¿Cómo elegir bien una crema para la piel?

Para mantenerse flexible y fresco, la piel del rostro necesita estar bien hidratada. La hidratación de la piel está garantizada por la película hidrolipídica en las capas superiores de la epidermis. Evita que el agua contenida naturalmente en la piel se evapore.

¿Cómo elegir bien una crema para la piel?

Desgraciadamente, esta película es acosada por el sol, el frío, la contaminación… todas estas agresiones externas a las que la cara es la parte más expuesta del cuerpo. Por eso es importante elegir la crema hidratante adecuada! Cuando se adapta adecuadamente a nuestro tipo de piel, la crema hidratante es nuestra mejor arma contra el envejecimiento de la piel.

La lista de componentes en el envase de un producto cosmético a menudo parece ilegible. Basta recordar que el primer ingrediente que aparece en la lista es el que ingresa en mayor cantidad en la composición del producto. En la mayoría de las cremas faciales, es agua: se llama emulsión de aceite en agua. Estas cremas son bajas en grasa y penetran fácilmente.

Su consistencia es fluida y ligera. Por lo tanto, se recomiendan para pieles grasas. Cuando el primer ingrediente en la lista es una sustancia grasa, la crema tendrá un poder hidratante más fuerte. Esto se llama emulsión de agua en aceite.

Esta sustancia grasa puede ser glicerina (por ejemplo, crema fría) o aceite vegetal (las cremas orgánicas para el rostro a menudo se componen de aceite de argán, aceite de almendras dulces…). Estos humectantes tardan un poco más de tiempo en penetrar, y a veces dejan una película brillante en la piel.

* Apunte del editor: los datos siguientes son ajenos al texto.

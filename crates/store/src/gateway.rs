use std::sync::Arc;
use std::time::Duration;

use async_trait::async_trait;
use serde_json::json;
use tracing::{debug, warn};

use crate::{
    ActivePrompt, AgentState, AgentStatus, InternalKey, MessageRole, ProcessingState,
    PromptSection, StateStore, StoreError, StoreResult, StoredMessage,
};

/// Best-effort user-facing pushes through the gateway notification endpoints.
#[async_trait]
pub trait GatewayEgress: Send + Sync {
    async fn post_action_status(&self, session_id: &str, action_description: &str)
        -> StoreResult<()>;
    async fn post_user_message(&self, session_id: Option<&str>, message: &str) -> StoreResult<()>;
    async fn post_browser_screenshot(
        &self,
        session_id: Option<&str>,
        screenshot_base64: &str,
        current_url: Option<&str>,
        task: Option<&str>,
    ) -> StoreResult<()>;
}

/// HTTP client for the API gateway's agent-state, transcript, and prompt
/// endpoints. All requests carry the `X-Internal-Key` header; a 401 reloads
/// the key from its shared path and retries the request exactly once.
pub struct GatewayStore {
    http: reqwest::Client,
    base_url: String,
    agent_name: String,
    key: Arc<InternalKey>,
}

impl GatewayStore {
    pub fn new(base_url: &str, agent_name: &str, key: Arc<InternalKey>) -> StoreResult<Self> {
        let http = reqwest::Client::builder()
            .timeout(Duration::from_secs(10))
            .build()
            .map_err(|e| StoreError::Unavailable(e.to_string()))?;
        Ok(Self {
            http,
            base_url: base_url.trim_end_matches('/').to_string(),
            agent_name: agent_name.to_string(),
            key,
        })
    }

    async fn request(
        &self,
        method: reqwest::Method,
        path: &str,
        body: Option<&serde_json::Value>,
    ) -> StoreResult<serde_json::Value> {
        match self.request_once(method.clone(), path, body).await {
            Err(StoreError::Unauthorized) => {
                warn!("gateway returned 401, reloading internal key");
                if self.key.reload() {
                    self.request_once(method, path, body).await
                } else {
                    Err(StoreError::Unauthorized)
                }
            }
            other => other,
        }
    }

    async fn request_once(
        &self,
        method: reqwest::Method,
        path: &str,
        body: Option<&serde_json::Value>,
    ) -> StoreResult<serde_json::Value> {
        let url = format!("{}{}", self.base_url, path);
        let mut builder = self.http.request(method, &url);
        if let Some(key) = self.key.current() {
            builder = builder.header("X-Internal-Key", key);
        }
        if let Some(body) = body {
            builder = builder.json(body);
        }

        let response = builder.send().await.map_err(|e| {
            StoreError::Unavailable(format!("request to {url} failed: {e}"))
        })?;

        let status = response.status();
        if status == reqwest::StatusCode::UNAUTHORIZED {
            return Err(StoreError::Unauthorized);
        }
        if !status.is_success() {
            let message = response.text().await.unwrap_or_default();
            return Err(StoreError::Api {
                status: status.as_u16(),
                message,
            });
        }
        response
            .json()
            .await
            .map_err(|e| StoreError::Decode(e.to_string()))
    }
}

#[async_trait]
impl StateStore for GatewayStore {
    async fn processing_state(&self) -> StoreResult<ProcessingState> {
        let value = self
            .request(
                reqwest::Method::GET,
                &format!("/api/v1/agents/{}/processing-state", self.agent_name),
                None,
            )
            .await?;
        serde_json::from_value(value["processing_state"].clone())
            .map_err(|e| StoreError::Decode(e.to_string()))
    }

    async fn set_processing_state(&self, state: ProcessingState) -> StoreResult<()> {
        self.request(
            reqwest::Method::PUT,
            &format!("/api/v1/agents/{}/processing-state", self.agent_name),
            Some(&json!({ "processing_state": state })),
        )
        .await?;
        debug!(?state, "processing state updated");
        Ok(())
    }

    async fn agent_status(&self) -> StoreResult<AgentStatus> {
        let value = self
            .request(
                reqwest::Method::GET,
                &format!("/api/v1/agents/{}/status", self.agent_name),
                None,
            )
            .await?;
        serde_json::from_value(value["status"].clone())
            .map_err(|e| StoreError::Decode(e.to_string()))
    }

    async fn set_agent_status(&self, status: AgentStatus) -> StoreResult<()> {
        self.request(
            reqwest::Method::PUT,
            &format!("/api/v1/agents/{}/status", self.agent_name),
            Some(&json!({ "status": status })),
        )
        .await?;
        Ok(())
    }

    async fn agent_state(&self) -> StoreResult<AgentState> {
        let value = self
            .request(
                reqwest::Method::GET,
                &format!("/api/v1/agents/{}/state", self.agent_name),
                None,
            )
            .await?;
        serde_json::from_value(value).map_err(|e| StoreError::Decode(e.to_string()))
    }

    async fn message_history(&self, limit: usize, offset: usize) -> StoreResult<Vec<StoredMessage>> {
        let value = self
            .request(
                reqwest::Method::GET,
                &format!(
                    "/api/v1/transcript/{}?limit={limit}&offset={offset}",
                    self.agent_name
                ),
                None,
            )
            .await?;
        serde_json::from_value(value["messages"].clone())
            .map_err(|e| StoreError::Decode(e.to_string()))
    }

    async fn append_message(
        &self,
        role: MessageRole,
        content: serde_json::Value,
        documents: Vec<serde_json::Value>,
    ) -> StoreResult<()> {
        self.request(
            reqwest::Method::POST,
            "/api/v1/transcript/append",
            Some(&json!({
                "agent_id": self.agent_name,
                "role": role,
                "content": content,
                "documents": documents,
            })),
        )
        .await?;
        Ok(())
    }

    async fn update_system_prompt(&self, content: &str) -> StoreResult<()> {
        self.request(
            reqwest::Method::PUT,
            &format!("/api/v1/transcript/{}/system-prompt", self.agent_name),
            Some(&json!({ "content": content })),
        )
        .await?;
        Ok(())
    }

    async fn active_prompt(&self) -> StoreResult<Option<ActivePrompt>> {
        let result = self
            .request(
                reqwest::Method::GET,
                &format!("/api/v1/system-prompts/agents/{}/active", self.agent_name),
                None,
            )
            .await;
        match result {
            Ok(value) => serde_json::from_value(value)
                .map(Some)
                .map_err(|e| StoreError::Decode(e.to_string())),
            Err(StoreError::Api { status: 404, .. }) => Ok(None),
            Err(err) => Err(err),
        }
    }

    async fn prompt_sections(&self, ids: &[String]) -> StoreResult<Vec<PromptSection>> {
        if ids.is_empty() {
            return Ok(Vec::new());
        }
        let value = self
            .request(
                reqwest::Method::GET,
                &format!("/api/v1/system-prompts/sections?ids={}", ids.join(",")),
                None,
            )
            .await?;
        serde_json::from_value(value["sections"].clone())
            .map_err(|e| StoreError::Decode(e.to_string()))
    }

    async fn update_agent_metadata(&self, patch: serde_json::Value) -> StoreResult<()> {
        self.request(
            reqwest::Method::PUT,
            &format!("/api/v1/agents/{}/metadata", self.agent_name),
            Some(&json!({ "metadata": patch })),
        )
        .await?;
        Ok(())
    }
}

#[async_trait]
impl GatewayEgress for GatewayStore {
    async fn post_action_status(
        &self,
        session_id: &str,
        action_description: &str,
    ) -> StoreResult<()> {
        self.request(
            reqwest::Method::POST,
            "/api/v1/notifications/action-status",
            Some(&json!({
                "agent_id": self.agent_name,
                "session_id": session_id,
                "action_description": action_description,
                "timestamp": chrono::Utc::now(),
            })),
        )
        .await?;
        Ok(())
    }

    async fn post_user_message(&self, session_id: Option<&str>, message: &str) -> StoreResult<()> {
        self.request(
            reqwest::Method::POST,
            "/api/v1/notifications/user-message",
            Some(&json!({
                "agent_id": self.agent_name,
                "session_id": session_id,
                "message": message,
                "timestamp": chrono::Utc::now(),
            })),
        )
        .await?;
        Ok(())
    }

    async fn post_browser_screenshot(
        &self,
        session_id: Option<&str>,
        screenshot_base64: &str,
        current_url: Option<&str>,
        task: Option<&str>,
    ) -> StoreResult<()> {
        self.request(
            reqwest::Method::POST,
            "/api/v1/notifications/browser-screenshot",
            Some(&json!({
                "agent_id": self.agent_name,
                "session_id": session_id,
                "screenshot_base64": screenshot_base64,
                "current_url": current_url,
                "task": task,
            })),
        )
        .await?;
        Ok(())
    }
}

Son ideales para pieles muy secas y sedientas, que absorberán rápidamente el producto. Si usted tiene una piel combinada, puede optar por un buen equilibrio: ponga una crema al agua por la mañana, y prefiera una crema a base de grasa para el cuidado nocturno.

Otros criterios para elegir tu crema hidratante

Antes de elegir su crema hidratante, también debe pensar en los otros productos que aplica durante su rutina matutina. Ciertamente, algunas texturas son incompatibles. Por ejemplo, no es infrecuente que una base líquida tienda a la pelusa si se aplica después de una crema de día aceitosa.

Para evitar estas desventajas, se recomienda elegir tratamientos complementarios dentro de la misma marca. Pero también puede probar diferentes productos y elegir los que más le convengan. Si se aplica más de un producto antes y después de la crema hidratante (por ejemplo, suero y protector solar), utilice cremas sin fragancia.

Son menos alergénicos y evitarás mezclar diferentes aromas

Por último, elija una crema fácil y agradable de aplicar. Si la crema deja tu piel pegajosa, si tienes dificultad para penetrarla, o si tienes que volver a ponerla durante el día, esta no es la elección correcta!

Esto es tanto más importante cuanto que se recomienda no cambiar los faciales con demasiada frecuencia. De hecho, el equilibrio de la piel es frágil y la epidermis no tolera ningún cambio. Una vez que haya encontrado la crema hidratante ideal, ¡apéguese a ella!